WHAT THE EXERCISE ASKS:
Word for word, set down every line of the entries below from the line with "return Ok(());" to the line with "tracing_subscriber::fmt()", including both, and no other line.

Stored data entries:
--------------------
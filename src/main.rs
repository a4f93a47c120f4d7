use std::{
    fs::File,
    io::{Read, Write},
    path::PathBuf,
};

use anyhow::Context;
use clap::Parser;
use tracing::{debug, info, level_filters::LevelFilter};
use tracing_subscriber::EnvFilter;

use crate::{algorithm::Algorithm, network::Network};

pub mod algorithm;
pub mod boykov_kolmogorov;
pub mod dinic;
pub mod edmonds_karp;
pub mod goldberg_tarjan;
pub mod input;
pub mod mcmf;
pub mod network;
pub mod report;

#[cfg(test)]
mod testing;

#[global_allocator]
static GLOBAL: mimalloc::MiMalloc = mimalloc::MiMalloc;

/// Maximum flow on a network read as whitespace-separated integers:
/// `n source sink` followed by `tail head capacity` triples.
#[derive(Parser, Debug)]
#[command(name = "flow_solver")]
pub struct Cli {
    /// One of dinic, edmonds_karp, goldberg_tarjan, mcmf, bk.
    pub algorithm: String,
    /// Read the network from this file instead of standard input.
    #[arg(short, long)]
    pub input: Option<PathBuf>,
}

fn load_network<R: Read>(cli: &Cli, stdin: R) -> anyhow::Result<Network> {
    let network = match &cli.input {
        Some(path) => {
            let file = File::open(path)
                .with_context(|| format!("cannot open {}", path.display()))?;
            input::read_network(file)
        }
        None => input::read_network(stdin),
    };
    network.context("invalid network description")
}

/// Solves the network from `--input` (or `stdin`) and writes the JSON record
/// to `out`. An unknown algorithm name is reported on `out` and is not an
/// error.
fn run<R: Read, W: Write>(cli: &Cli, stdin: R, mut out: W) -> anyhow::Result<()> {
    let algorithm = match cli.algorithm.parse::<Algorithm>() {
        Ok(algorithm) => algorithm,
        Err(unknown) => {
            writeln!(out, "{unknown}")?;
            return Ok(());
        }
    };
    let network = load_network(cli, stdin)?;
    info!(
        nodes = network.size(),
        edges = network.edges().len(),
        source = network.source(),
        sink = network.sink(),
        "network loaded"
    );
    let result = algorithm.solve(&network);
    let json = result.to_json().context("failed to encode result")?;
    debug!(bytes = json.len(), "writing result");
    writeln!(out, "{json}")?;
    out.flush()?;
    Ok(())
}

fn main() -> anyhow::Result<()> {
    tracing_subscriber::fmt()
        .with_env_filter(
            EnvFilter::builder()
                .with_default_directive(LevelFilter::WARN.into())
                .with_env_var("FLOW_SOLVER_LOG_LEVEL")
                .from_env_lossy(),
        )
        .with_writer(std::io::stderr)
        .init();
    let cli = Cli::parse();
    run(&cli, std::io::stdin().lock(), std::io::stdout().lock())
}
--------------------
OUTPUT OF THE TASK:
            return Ok(());
        }
    };
    let network = load_network(cli, stdin)?;
    info!(
        nodes = network.size(),
        edges = network.edges().len(),
        source = network.source(),
        sink = network.sink(),
        "network loaded"
    );
    let result = algorithm.solve(&network);
    let json = result.to_json().context("failed to encode result")?;
    debug!(bytes = json.len(), "writing result");
    writeln!(out, "{json}")?;
    out.flush()?;
    Ok(())
}

fn main() -> anyhow::Result<()> {
    tracing_subscriber::fmt()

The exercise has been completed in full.